--- Work request ---
Return copies of the lines below that mention "ServerSettings".

Start of Block

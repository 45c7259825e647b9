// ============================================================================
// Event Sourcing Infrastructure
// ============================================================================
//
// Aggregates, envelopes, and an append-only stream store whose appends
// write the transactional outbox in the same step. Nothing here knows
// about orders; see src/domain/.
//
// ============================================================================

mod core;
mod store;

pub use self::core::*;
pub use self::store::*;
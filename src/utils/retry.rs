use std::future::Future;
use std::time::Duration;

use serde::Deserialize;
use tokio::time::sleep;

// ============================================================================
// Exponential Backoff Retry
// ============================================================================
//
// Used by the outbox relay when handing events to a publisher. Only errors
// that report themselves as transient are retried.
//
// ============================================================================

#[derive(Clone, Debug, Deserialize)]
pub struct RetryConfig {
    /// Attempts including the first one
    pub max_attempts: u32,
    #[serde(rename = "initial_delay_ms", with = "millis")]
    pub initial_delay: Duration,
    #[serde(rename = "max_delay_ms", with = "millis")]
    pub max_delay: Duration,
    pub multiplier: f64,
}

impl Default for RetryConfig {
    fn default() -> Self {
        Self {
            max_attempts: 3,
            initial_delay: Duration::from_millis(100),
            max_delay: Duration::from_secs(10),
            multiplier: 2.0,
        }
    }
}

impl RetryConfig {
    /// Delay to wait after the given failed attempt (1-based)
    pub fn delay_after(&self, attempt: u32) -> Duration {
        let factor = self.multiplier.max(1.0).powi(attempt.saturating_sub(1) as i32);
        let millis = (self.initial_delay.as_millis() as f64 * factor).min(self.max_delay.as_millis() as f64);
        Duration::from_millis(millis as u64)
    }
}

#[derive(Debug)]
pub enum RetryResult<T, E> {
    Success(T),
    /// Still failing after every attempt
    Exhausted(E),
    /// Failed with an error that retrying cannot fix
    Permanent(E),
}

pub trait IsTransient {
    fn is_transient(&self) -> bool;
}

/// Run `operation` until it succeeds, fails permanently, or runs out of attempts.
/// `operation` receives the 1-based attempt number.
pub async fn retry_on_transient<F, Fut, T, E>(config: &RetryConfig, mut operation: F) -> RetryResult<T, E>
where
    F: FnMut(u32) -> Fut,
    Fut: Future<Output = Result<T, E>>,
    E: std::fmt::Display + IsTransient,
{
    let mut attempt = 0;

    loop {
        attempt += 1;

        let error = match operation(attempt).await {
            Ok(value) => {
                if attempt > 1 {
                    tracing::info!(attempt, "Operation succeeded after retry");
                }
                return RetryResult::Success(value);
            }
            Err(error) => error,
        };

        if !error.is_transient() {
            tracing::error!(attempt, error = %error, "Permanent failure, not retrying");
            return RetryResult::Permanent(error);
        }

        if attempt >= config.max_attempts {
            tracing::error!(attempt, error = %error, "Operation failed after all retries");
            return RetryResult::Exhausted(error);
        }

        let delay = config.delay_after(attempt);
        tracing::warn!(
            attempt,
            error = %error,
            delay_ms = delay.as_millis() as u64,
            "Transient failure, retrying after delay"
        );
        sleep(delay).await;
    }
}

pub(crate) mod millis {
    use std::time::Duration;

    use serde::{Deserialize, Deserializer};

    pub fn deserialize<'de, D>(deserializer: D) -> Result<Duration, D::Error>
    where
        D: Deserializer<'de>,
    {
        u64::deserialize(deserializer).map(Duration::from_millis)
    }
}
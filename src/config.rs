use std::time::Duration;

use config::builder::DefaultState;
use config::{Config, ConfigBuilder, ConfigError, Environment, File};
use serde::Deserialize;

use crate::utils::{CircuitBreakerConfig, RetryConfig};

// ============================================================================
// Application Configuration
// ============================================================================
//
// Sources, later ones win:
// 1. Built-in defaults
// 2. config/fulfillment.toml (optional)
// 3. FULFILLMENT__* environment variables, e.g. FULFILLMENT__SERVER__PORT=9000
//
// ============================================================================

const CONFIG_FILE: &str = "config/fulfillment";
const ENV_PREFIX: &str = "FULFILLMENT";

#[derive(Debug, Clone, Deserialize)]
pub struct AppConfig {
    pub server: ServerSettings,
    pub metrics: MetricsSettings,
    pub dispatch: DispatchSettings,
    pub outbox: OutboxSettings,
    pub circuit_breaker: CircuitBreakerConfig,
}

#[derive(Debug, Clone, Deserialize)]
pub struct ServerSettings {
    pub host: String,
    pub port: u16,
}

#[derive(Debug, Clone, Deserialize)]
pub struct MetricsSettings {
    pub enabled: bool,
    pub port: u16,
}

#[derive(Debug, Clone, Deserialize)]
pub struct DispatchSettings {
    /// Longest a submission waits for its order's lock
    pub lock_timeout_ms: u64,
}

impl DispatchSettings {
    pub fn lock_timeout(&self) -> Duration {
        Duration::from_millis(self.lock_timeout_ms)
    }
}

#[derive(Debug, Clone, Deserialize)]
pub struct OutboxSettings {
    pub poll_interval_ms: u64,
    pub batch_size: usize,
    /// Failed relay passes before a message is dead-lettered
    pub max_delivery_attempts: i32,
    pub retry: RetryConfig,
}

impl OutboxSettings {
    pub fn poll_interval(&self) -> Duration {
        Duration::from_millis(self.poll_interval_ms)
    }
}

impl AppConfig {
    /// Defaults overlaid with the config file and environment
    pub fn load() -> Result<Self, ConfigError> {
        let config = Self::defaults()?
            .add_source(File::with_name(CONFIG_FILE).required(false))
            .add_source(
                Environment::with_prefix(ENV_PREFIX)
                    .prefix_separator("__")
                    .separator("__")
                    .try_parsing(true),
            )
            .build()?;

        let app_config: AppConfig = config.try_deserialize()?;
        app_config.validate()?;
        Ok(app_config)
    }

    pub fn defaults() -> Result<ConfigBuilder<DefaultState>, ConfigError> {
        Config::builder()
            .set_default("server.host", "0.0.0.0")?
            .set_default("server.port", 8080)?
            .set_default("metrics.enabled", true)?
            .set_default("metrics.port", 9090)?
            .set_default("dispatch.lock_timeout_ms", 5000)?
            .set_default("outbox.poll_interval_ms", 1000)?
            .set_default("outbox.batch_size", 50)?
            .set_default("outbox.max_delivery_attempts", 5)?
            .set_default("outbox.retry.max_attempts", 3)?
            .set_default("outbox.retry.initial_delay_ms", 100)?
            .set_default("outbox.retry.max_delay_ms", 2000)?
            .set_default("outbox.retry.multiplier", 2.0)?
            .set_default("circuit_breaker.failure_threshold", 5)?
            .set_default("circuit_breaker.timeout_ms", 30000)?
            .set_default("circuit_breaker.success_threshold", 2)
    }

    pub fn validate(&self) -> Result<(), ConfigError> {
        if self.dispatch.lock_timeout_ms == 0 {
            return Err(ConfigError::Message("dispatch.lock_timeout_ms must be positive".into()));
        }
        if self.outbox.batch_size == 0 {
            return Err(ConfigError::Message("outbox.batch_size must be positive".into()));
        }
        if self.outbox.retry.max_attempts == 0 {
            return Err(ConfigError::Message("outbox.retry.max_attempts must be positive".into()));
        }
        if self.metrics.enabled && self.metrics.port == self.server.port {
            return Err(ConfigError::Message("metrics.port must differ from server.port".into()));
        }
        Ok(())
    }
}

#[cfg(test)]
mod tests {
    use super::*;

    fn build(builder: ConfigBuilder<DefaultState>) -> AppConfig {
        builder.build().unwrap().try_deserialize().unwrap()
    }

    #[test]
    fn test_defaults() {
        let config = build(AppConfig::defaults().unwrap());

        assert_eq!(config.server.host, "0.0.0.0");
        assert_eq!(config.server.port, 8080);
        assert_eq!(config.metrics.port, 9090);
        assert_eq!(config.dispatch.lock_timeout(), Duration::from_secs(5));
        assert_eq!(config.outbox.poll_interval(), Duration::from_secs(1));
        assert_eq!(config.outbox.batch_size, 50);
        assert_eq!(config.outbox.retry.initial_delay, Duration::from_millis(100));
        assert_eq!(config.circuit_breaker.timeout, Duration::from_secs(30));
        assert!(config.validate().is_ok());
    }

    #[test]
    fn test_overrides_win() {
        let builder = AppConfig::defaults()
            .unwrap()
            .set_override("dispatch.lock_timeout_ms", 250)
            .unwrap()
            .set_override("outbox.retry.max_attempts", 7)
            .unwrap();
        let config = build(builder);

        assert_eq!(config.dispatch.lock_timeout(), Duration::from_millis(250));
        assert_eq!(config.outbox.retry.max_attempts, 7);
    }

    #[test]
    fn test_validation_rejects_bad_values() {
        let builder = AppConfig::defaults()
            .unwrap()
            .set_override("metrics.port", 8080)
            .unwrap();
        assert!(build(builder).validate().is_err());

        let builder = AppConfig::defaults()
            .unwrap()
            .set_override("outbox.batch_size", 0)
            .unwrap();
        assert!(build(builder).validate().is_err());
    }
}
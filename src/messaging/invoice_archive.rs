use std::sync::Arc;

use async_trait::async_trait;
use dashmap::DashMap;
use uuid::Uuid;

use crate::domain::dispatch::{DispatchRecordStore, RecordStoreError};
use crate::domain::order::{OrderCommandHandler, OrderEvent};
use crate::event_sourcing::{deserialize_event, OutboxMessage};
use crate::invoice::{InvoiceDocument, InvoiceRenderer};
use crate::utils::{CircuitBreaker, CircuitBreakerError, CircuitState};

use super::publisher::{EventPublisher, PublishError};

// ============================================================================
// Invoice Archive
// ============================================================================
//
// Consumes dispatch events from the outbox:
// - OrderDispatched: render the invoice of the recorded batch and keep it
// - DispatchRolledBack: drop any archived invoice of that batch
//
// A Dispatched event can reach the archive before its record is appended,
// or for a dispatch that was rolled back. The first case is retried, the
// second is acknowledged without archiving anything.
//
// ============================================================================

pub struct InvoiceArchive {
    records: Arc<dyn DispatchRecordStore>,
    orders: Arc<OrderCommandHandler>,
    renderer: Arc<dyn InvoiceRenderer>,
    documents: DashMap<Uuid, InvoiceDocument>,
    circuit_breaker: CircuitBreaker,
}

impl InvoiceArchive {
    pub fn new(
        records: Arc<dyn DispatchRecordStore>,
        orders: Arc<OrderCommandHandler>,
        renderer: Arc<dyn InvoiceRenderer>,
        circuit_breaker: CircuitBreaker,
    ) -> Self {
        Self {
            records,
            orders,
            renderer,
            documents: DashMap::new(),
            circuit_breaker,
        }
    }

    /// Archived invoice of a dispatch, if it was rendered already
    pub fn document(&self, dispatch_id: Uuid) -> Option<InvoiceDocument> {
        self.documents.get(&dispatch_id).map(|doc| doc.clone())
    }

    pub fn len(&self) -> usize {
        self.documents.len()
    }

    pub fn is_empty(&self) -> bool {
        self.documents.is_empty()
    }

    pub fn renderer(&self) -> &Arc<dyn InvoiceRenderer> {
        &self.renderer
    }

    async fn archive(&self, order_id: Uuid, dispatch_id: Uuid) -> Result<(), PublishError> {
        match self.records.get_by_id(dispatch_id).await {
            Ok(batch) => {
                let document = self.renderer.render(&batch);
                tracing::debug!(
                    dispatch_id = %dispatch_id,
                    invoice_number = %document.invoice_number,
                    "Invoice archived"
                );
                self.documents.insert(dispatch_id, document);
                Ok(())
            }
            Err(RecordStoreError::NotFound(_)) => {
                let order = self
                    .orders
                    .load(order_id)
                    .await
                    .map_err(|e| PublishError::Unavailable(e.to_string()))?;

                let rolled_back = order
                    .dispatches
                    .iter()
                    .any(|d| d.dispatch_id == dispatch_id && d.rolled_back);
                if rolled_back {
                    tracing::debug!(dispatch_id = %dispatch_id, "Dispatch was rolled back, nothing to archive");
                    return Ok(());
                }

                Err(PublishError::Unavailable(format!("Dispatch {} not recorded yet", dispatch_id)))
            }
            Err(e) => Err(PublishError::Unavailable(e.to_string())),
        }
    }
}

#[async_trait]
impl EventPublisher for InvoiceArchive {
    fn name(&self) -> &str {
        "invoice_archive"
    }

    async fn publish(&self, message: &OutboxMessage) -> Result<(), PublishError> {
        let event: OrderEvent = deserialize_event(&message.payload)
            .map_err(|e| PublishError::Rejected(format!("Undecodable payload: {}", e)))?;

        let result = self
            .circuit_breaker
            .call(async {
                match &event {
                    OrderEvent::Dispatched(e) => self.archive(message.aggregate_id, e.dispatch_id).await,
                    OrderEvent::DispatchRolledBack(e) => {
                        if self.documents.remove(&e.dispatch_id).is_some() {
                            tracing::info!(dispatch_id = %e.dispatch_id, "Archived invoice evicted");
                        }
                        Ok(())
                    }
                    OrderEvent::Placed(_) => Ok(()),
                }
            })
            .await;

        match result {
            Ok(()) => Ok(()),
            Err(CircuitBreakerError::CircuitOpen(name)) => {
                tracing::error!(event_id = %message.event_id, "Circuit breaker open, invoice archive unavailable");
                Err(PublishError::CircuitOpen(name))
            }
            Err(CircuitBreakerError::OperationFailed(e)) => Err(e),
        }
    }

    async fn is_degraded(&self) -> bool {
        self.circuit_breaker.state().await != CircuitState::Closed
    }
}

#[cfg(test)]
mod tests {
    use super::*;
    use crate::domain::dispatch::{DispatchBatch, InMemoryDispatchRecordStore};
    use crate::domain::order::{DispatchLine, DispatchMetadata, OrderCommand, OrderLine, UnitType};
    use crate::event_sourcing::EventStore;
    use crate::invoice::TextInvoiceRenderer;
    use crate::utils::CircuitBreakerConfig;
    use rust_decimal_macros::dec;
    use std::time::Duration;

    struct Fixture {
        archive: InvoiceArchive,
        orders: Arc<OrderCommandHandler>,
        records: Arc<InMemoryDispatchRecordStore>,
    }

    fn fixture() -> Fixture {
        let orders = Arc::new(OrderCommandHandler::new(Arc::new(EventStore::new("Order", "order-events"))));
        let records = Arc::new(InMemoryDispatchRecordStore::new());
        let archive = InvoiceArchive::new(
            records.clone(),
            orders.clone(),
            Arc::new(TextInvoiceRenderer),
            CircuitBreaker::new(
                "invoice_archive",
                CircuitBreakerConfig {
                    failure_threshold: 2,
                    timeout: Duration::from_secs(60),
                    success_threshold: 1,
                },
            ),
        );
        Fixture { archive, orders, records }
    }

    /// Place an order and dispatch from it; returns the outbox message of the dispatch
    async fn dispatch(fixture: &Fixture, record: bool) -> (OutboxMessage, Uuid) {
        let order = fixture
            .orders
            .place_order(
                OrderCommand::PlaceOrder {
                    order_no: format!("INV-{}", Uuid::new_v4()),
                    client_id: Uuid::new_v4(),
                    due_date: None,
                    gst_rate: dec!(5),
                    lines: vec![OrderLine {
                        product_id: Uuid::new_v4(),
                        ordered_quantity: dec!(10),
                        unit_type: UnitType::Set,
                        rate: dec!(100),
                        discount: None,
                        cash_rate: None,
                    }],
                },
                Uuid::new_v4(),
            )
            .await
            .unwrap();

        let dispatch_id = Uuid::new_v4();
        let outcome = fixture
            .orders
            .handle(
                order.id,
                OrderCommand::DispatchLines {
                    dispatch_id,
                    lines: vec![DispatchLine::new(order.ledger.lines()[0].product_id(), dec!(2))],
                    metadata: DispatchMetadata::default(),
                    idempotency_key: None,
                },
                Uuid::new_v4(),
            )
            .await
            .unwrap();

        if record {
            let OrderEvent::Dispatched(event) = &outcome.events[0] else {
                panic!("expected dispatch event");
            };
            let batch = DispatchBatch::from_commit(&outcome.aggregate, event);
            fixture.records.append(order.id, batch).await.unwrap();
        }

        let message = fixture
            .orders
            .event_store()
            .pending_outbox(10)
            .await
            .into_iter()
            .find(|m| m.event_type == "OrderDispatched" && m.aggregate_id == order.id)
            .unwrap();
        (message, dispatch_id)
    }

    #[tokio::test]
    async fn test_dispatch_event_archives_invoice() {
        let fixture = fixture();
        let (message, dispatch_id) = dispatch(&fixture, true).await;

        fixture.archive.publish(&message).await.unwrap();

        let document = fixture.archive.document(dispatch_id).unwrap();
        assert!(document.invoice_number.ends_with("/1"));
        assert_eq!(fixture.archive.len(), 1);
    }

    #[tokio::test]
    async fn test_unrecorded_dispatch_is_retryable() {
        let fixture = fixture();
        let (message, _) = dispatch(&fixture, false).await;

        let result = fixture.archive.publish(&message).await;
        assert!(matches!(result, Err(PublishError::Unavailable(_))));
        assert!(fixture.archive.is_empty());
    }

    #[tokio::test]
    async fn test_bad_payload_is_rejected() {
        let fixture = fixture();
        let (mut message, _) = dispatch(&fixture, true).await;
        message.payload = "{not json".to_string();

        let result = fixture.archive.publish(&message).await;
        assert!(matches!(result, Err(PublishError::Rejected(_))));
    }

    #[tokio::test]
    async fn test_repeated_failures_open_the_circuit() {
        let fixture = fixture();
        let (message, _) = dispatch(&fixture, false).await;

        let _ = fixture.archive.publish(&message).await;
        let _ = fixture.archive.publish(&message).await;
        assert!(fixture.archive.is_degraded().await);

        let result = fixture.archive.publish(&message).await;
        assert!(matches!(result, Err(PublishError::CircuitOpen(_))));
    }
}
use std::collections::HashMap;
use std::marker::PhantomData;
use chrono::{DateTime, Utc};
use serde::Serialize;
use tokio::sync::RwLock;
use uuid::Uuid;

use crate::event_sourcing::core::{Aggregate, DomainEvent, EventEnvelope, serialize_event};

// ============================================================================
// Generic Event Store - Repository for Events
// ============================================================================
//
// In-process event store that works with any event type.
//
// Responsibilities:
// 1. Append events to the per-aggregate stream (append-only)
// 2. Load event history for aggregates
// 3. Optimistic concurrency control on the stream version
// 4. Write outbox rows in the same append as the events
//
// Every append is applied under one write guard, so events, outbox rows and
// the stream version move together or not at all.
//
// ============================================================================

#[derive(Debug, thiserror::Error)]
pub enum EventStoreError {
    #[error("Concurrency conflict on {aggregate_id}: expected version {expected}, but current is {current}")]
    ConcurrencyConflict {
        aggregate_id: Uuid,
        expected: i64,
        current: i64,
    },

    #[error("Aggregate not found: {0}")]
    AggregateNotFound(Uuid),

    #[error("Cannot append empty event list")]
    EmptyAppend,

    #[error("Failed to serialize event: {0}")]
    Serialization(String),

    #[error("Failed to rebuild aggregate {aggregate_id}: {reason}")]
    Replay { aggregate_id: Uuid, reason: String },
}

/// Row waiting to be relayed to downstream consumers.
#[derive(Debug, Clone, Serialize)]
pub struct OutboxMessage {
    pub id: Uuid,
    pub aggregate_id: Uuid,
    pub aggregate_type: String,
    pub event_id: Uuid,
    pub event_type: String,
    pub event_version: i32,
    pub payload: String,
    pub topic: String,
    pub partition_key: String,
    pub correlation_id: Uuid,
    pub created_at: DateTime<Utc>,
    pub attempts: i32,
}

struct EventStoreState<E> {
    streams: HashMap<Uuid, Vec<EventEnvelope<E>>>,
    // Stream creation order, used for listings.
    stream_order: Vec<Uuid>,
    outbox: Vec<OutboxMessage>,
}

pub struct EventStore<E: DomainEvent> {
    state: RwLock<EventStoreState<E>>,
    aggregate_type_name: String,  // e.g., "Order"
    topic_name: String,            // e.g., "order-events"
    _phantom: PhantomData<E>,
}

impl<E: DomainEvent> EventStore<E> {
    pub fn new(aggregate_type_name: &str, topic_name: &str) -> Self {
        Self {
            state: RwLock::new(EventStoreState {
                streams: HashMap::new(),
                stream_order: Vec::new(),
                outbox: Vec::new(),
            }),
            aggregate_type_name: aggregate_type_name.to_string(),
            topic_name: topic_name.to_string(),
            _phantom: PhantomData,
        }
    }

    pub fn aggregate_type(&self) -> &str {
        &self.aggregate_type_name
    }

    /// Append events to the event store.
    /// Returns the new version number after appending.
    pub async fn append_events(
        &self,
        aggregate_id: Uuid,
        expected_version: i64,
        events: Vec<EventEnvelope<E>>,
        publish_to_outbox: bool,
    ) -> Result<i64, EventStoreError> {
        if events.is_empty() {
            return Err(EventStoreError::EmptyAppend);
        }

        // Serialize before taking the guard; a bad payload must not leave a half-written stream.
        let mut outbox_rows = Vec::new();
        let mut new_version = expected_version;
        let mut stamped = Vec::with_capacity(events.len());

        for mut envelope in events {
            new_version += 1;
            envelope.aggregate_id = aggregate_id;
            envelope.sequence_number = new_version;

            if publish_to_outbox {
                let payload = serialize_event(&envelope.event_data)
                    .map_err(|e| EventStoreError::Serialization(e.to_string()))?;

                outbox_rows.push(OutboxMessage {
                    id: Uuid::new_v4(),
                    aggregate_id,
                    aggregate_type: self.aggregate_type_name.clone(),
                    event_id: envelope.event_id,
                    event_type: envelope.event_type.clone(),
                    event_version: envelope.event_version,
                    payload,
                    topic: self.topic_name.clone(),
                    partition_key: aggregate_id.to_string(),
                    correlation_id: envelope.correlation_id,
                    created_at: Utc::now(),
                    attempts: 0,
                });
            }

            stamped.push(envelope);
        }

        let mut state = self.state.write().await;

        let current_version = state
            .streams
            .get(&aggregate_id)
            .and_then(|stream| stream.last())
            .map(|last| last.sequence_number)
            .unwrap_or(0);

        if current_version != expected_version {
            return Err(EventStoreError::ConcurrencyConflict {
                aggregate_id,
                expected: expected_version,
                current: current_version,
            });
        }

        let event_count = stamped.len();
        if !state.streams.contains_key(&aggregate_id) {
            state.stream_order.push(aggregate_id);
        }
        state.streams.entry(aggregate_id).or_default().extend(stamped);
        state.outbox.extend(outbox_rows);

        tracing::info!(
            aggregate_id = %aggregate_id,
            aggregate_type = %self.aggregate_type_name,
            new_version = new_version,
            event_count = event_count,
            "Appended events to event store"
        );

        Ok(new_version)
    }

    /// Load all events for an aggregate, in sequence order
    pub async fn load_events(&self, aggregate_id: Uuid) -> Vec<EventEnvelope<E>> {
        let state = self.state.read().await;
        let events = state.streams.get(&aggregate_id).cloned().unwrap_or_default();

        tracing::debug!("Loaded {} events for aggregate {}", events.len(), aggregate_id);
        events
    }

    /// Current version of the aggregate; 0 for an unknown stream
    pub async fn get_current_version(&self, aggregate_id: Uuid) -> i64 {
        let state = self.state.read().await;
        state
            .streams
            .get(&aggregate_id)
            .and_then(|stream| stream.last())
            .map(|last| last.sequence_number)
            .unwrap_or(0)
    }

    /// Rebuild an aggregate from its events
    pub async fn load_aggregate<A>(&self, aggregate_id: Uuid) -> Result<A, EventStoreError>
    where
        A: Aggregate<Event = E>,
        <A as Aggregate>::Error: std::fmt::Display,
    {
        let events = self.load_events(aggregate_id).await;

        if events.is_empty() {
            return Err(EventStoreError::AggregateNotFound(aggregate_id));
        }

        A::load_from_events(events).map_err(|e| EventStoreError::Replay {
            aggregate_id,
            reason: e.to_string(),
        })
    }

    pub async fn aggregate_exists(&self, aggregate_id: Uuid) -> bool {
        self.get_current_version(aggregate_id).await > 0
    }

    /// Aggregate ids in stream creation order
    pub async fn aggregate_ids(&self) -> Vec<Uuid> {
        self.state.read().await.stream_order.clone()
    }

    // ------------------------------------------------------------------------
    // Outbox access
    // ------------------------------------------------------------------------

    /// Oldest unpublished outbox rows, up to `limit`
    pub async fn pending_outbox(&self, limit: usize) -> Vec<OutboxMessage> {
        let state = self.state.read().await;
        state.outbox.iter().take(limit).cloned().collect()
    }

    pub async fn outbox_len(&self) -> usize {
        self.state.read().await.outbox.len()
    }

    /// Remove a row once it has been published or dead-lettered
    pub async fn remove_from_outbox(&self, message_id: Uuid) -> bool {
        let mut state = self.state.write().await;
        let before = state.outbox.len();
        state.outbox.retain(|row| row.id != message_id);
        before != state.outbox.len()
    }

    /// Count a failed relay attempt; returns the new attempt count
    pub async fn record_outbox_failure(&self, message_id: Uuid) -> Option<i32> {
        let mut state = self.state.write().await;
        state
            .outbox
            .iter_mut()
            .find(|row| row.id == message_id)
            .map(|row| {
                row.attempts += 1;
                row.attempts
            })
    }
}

End of Block

--- Expected answer ---
    pub server: ServerSettings,
pub struct ServerSettings {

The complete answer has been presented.